◆ Material provided ◆
□ □ □ □ □ □ □
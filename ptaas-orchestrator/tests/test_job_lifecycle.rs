//! End-to-end job lifecycle through the API and an attached worker pool

mod common;

use axum::http::StatusCode;
use serde_json::json;

use common::{CannedRuntime, NMAP_XML, TestApp};

#[tokio::test]
async fn test_network_scan_completes_and_is_downloadable() {
    let app = TestApp::with_workers(CannedRuntime {
        exit_code: 0,
        stdout: NMAP_XML.to_string(),
    });

    let (status, body) = app
        .json("POST", "/api/v1/scans/network", Some(json!({"target": "10.0.0.5"})))
        .await;
    assert_eq!(status, StatusCode::ACCEPTED);
    let job_id = body["job_id"].as_str().unwrap().to_string();

    let terminal = app.wait_terminal(&job_id).await;
    assert_eq!(terminal["state"], "SUCCESS");
    assert_eq!(terminal["progress"], 100);
    assert_eq!(terminal["result"]["import"]["outcome"], "imported");
    assert_eq!(terminal["result"]["import"]["test_id"], 42);

    // Listing the active scans moves finished ones to the completed log
    let (_, active) = app.json("GET", "/api/v1/scans/active", None).await;
    assert_eq!(active[0]["state"], "SUCCESS");
    let (_, active) = app.json("GET", "/api/v1/scans/active", None).await;
    assert_eq!(active, json!([]));

    let (status, completed) = app.json("GET", "/api/v1/scans/completed", None).await;
    assert_eq!(status, StatusCode::OK);
    assert_eq!(completed[0]["job_id"], job_id.as_str());
    assert_eq!(completed[0]["test_id"], 42);

    let (status, content) = app
        .request("GET", &format!("/api/v1/results/{}/download", job_id), None)
        .await;
    assert_eq!(status, StatusCode::OK);
    assert_eq!(content, NMAP_XML.as_bytes());

    let imports = app.dojo.imports.lock().unwrap();
    assert_eq!(imports.len(), 1);
    assert_eq!(imports[0].scan_type, "Nmap Scan");
    assert_eq!(imports[0].engagement_name, "Nmap Scan - 10.0.0.5");
}

#[tokio::test]
async fn test_failed_tool_surfaces_as_failure_state() {
    let app = TestApp::with_workers(CannedRuntime {
        exit_code: 1,
        stdout: "Failed to resolve \"nowhere.invalid\".".to_string(),
    });

    let (_, body) = app
        .json(
            "POST",
            "/api/v1/scans/network",
            Some(json!({"target": "nowhere.invalid"})),
        )
        .await;
    let job_id = body["job_id"].as_str().unwrap().to_string();

    let terminal = app.wait_terminal(&job_id).await;

    assert_eq!(terminal["state"], "FAILURE");
    assert!(terminal["error"].as_str().unwrap().contains("nmap"));
    assert!(app.artifacts.objects.lock().unwrap().is_empty());

    app.json("GET", "/api/v1/scans/active", None).await;
    let (status, _) = app
        .request("GET", &format!("/api/v1/results/{}/download", job_id), None)
        .await;
    assert_eq!(status, StatusCode::NOT_FOUND);
}

#[tokio::test]
async fn test_unreachable_web_scanner_fails_the_job() {
    let app = TestApp::with_workers(CannedRuntime {
        exit_code: 0,
        stdout: String::new(),
    });

    let (_, body) = app
        .json(
            "POST",
            "/api/v1/scans/web",
            Some(json!({"target": "http://shop.local"})),
        )
        .await;
    let job_id = body["job_id"].as_str().unwrap().to_string();

    let terminal = app.wait_terminal(&job_id).await;

    assert_eq!(terminal["state"], "FAILURE");
    assert!(terminal["error"].as_str().unwrap().contains("zap"));
}
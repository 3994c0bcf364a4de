//! Scan registry: the API's view of submitted and finished scans.
//!
//! A single actor task owns the active set and the completed log; callers
//! talk to it through [`ScanRegistryHandle`]. Refreshing the active list
//! reads every tracked job's published state, folds it into the record and
//! moves terminal jobs into the completed log exactly once. A job whose
//! snapshot has disappeared (expired from the job store) for
//! [`MAX_MISSING_READS`] consecutive refreshes is retired as `EXPIRED`.

use std::collections::HashMap;
use std::sync::Arc;

use chrono::Utc;
use tokio::sync::{mpsc, oneshot};
use tokio_util::sync::CancellationToken;
use tracing::{debug, info, warn};
use uuid::Uuid;

use crate::domain::entities::{ActiveScanRecord, CompletedLogEntry, ScanRequest};
use crate::domain::state::JobState;
use crate::infrastructure::job_store::JobStore;

const COMMAND_BUFFER: usize = 64;

/// Consecutive refreshes without a snapshot before a job is retired
pub const MAX_MISSING_READS: u32 = 3;

/// State label given to jobs whose snapshot expired before a terminal state was seen
pub const EXPIRED_STATE: &str = "EXPIRED";

enum Observation {
    State(JobState),
    Missing,
    Unavailable,
}

/// Registry communication errors
#[derive(Debug, thiserror::Error)]
pub enum RegistryError {
    #[error("Scan registry is not running")]
    Closed,
}

enum RegistryCommand {
    Track {
        request: ScanRequest,
        reply: oneshot::Sender<()>,
    },
    RefreshActive {
        reply: oneshot::Sender<Vec<ActiveScanRecord>>,
    },
    ListCompleted {
        reply: oneshot::Sender<Vec<CompletedLogEntry>>,
    },
    CompletedEntry {
        job_id: Uuid,
        reply: oneshot::Sender<Option<CompletedLogEntry>>,
    },
    LastKnown {
        job_id: Uuid,
        reply: oneshot::Sender<Option<JobState>>,
    },
}

struct TrackedScan {
    record: ActiveScanRecord,
    state: JobState,
    misses: u32,
}

struct CompletedScan {
    entry: CompletedLogEntry,
    state: JobState,
}

/// Actor state; only ever touched from the actor task
struct ScanRegistry {
    job_store: Arc<dyn JobStore>,
    /// Submission order of active job ids
    order: Vec<Uuid>,
    active: HashMap<Uuid, TrackedScan>,
    completed: HashMap<Uuid, CompletedScan>,
}

impl ScanRegistry {
    fn track(&mut self, request: ScanRequest) {
        if self.active.contains_key(&request.job_id) || self.completed.contains_key(&request.job_id) {
            return;
        }

        self.order.push(request.job_id);
        self.active.insert(
            request.job_id,
            TrackedScan {
                record: ActiveScanRecord::queued(&request),
                state: JobState::Queued,
                misses: 0,
            },
        );
    }

    async fn refresh_active(&mut self) -> Vec<ActiveScanRecord> {
        let ids = self.order.clone();
        let mut listing = Vec::with_capacity(ids.len());
        let mut finished = Vec::new();

        for job_id in ids {
            let observed = match self.job_store.get_snapshot(job_id).await {
                Ok(Some(snapshot)) => Observation::State(snapshot.state),
                Ok(None) => Observation::Missing,
                Err(e) => {
                    warn!(job_id = %job_id, error = %e, "Keeping last known state; job store read failed");
                    Observation::Unavailable
                }
            };

            let Some(tracked) = self.active.get_mut(&job_id) else {
                continue;
            };

            let retired = match observed {
                Observation::State(state) => {
                    tracked.misses = 0;
                    tracked.record.observe(&state, Utc::now());
                    let terminal = state.is_terminal();
                    tracked.state = state;
                    terminal
                }
                Observation::Missing => {
                    tracked.misses += 1;
                    if tracked.misses >= MAX_MISSING_READS {
                        warn!(job_id = %job_id, "Job snapshot expired before completion");
                        let state = JobState::Unknown {
                            raw: EXPIRED_STATE.to_string(),
                        };
                        tracked.record.observe(&state, Utc::now());
                        tracked.state = state;
                        true
                    } else {
                        false
                    }
                }
                Observation::Unavailable => false,
            };

            if retired {
                let now = Utc::now();
                let entry = CompletedLogEntry::from_terminal(&tracked.record, &tracked.state, now);
                self.completed.entry(job_id).or_insert(CompletedScan {
                    entry,
                    state: tracked.state.clone(),
                });
                finished.push(job_id);
            }

            listing.push(tracked.record.clone());
        }

        if !finished.is_empty() {
            self.order.retain(|id| !finished.contains(id));
            for job_id in &finished {
                self.active.remove(job_id);
            }
            info!(count = finished.len(), "Moved finished scans to completed log");
        }

        listing
    }

    fn list_completed(&self) -> Vec<CompletedLogEntry> {
        let mut entries: Vec<CompletedLogEntry> =
            self.completed.values().map(|c| c.entry.clone()).collect();
        entries.sort_by(|a, b| b.finished_at.cmp(&a.finished_at));
        entries
    }

    fn last_known(&self, job_id: Uuid) -> Option<JobState> {
        self.completed
            .get(&job_id)
            .map(|c| c.state.clone())
            .or_else(|| self.active.get(&job_id).map(|t| t.state.clone()))
    }

    async fn handle(&mut self, command: RegistryCommand) {
        // A dropped reply receiver only means the caller gave up waiting
        match command {
            RegistryCommand::Track { request, reply } => {
                self.track(request);
                let _ = reply.send(());
            }
            RegistryCommand::RefreshActive { reply } => {
                let listing = self.refresh_active().await;
                let _ = reply.send(listing);
            }
            RegistryCommand::ListCompleted { reply } => {
                let _ = reply.send(self.list_completed());
            }
            RegistryCommand::CompletedEntry { job_id, reply } => {
                let _ = reply.send(self.completed.get(&job_id).map(|c| c.entry.clone()));
            }
            RegistryCommand::LastKnown { job_id, reply } => {
                let _ = reply.send(self.last_known(job_id));
            }
        }
    }
}

/// Cloneable handle to the registry actor
#[derive(Clone)]
pub struct ScanRegistryHandle {
    sender: mpsc::Sender<RegistryCommand>,
}

impl ScanRegistryHandle {
    /// Spawn the registry actor. It stops when `shutdown` is cancelled or
    /// every handle has been dropped.
    pub fn spawn(job_store: Arc<dyn JobStore>, shutdown: CancellationToken) -> Self {
        let (sender, mut receiver) = mpsc::channel(COMMAND_BUFFER);
        let mut registry = ScanRegistry {
            job_store,
            order: Vec::new(),
            active: HashMap::new(),
            completed: HashMap::new(),
        };

        tokio::spawn(async move {
            debug!("Scan registry started");
            loop {
                tokio::select! {
                    _ = shutdown.cancelled() => break,
                    command = receiver.recv() => match command {
                        Some(command) => registry.handle(command).await,
                        None => break,
                    },
                }
            }
            debug!("Scan registry stopped");
        });

        Self { sender }
    }

    async fn request<T>(
        &self,
        build: impl FnOnce(oneshot::Sender<T>) -> RegistryCommand,
    ) -> Result<T, RegistryError> {
        let (reply, response) = oneshot::channel();
        self.sender
            .send(build(reply))
            .await
            .map_err(|_| RegistryError::Closed)?;
        response.await.map_err(|_| RegistryError::Closed)
    }

    pub async fn track(&self, request: ScanRequest) -> Result<(), RegistryError> {
        self.request(|reply| RegistryCommand::Track { request, reply })
            .await
    }

    /// Refresh and list active scans in submission order.
    ///
    /// A scan that reached a terminal state is listed one last time and then
    /// dropped from the active set.
    pub async fn refresh_active(&self) -> Result<Vec<ActiveScanRecord>, RegistryError> {
        self.request(|reply| RegistryCommand::RefreshActive { reply })
            .await
    }

    /// Completed log, newest first
    pub async fn list_completed(&self) -> Result<Vec<CompletedLogEntry>, RegistryError> {
        self.request(|reply| RegistryCommand::ListCompleted { reply })
            .await
    }

    pub async fn completed_entry(
        &self,
        job_id: Uuid,
    ) -> Result<Option<CompletedLogEntry>, RegistryError> {
        self.request(|reply| RegistryCommand::CompletedEntry { job_id, reply })
            .await
    }

    pub async fn last_known(&self, job_id: Uuid) -> Result<Option<JobState>, RegistryError> {
        self.request(|reply| RegistryCommand::LastKnown { job_id, reply })
            .await
    }
}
□ □ □ □ □ □ □
What lines of the listing above hold "actor"? Copy all of them.

//! A single actor task owns the active set and the completed log; callers
/// Actor state; only ever touched from the actor task
/// Cloneable handle to the registry actor
    /// Spawn the registry actor. It stops when `shutdown` is cancelled or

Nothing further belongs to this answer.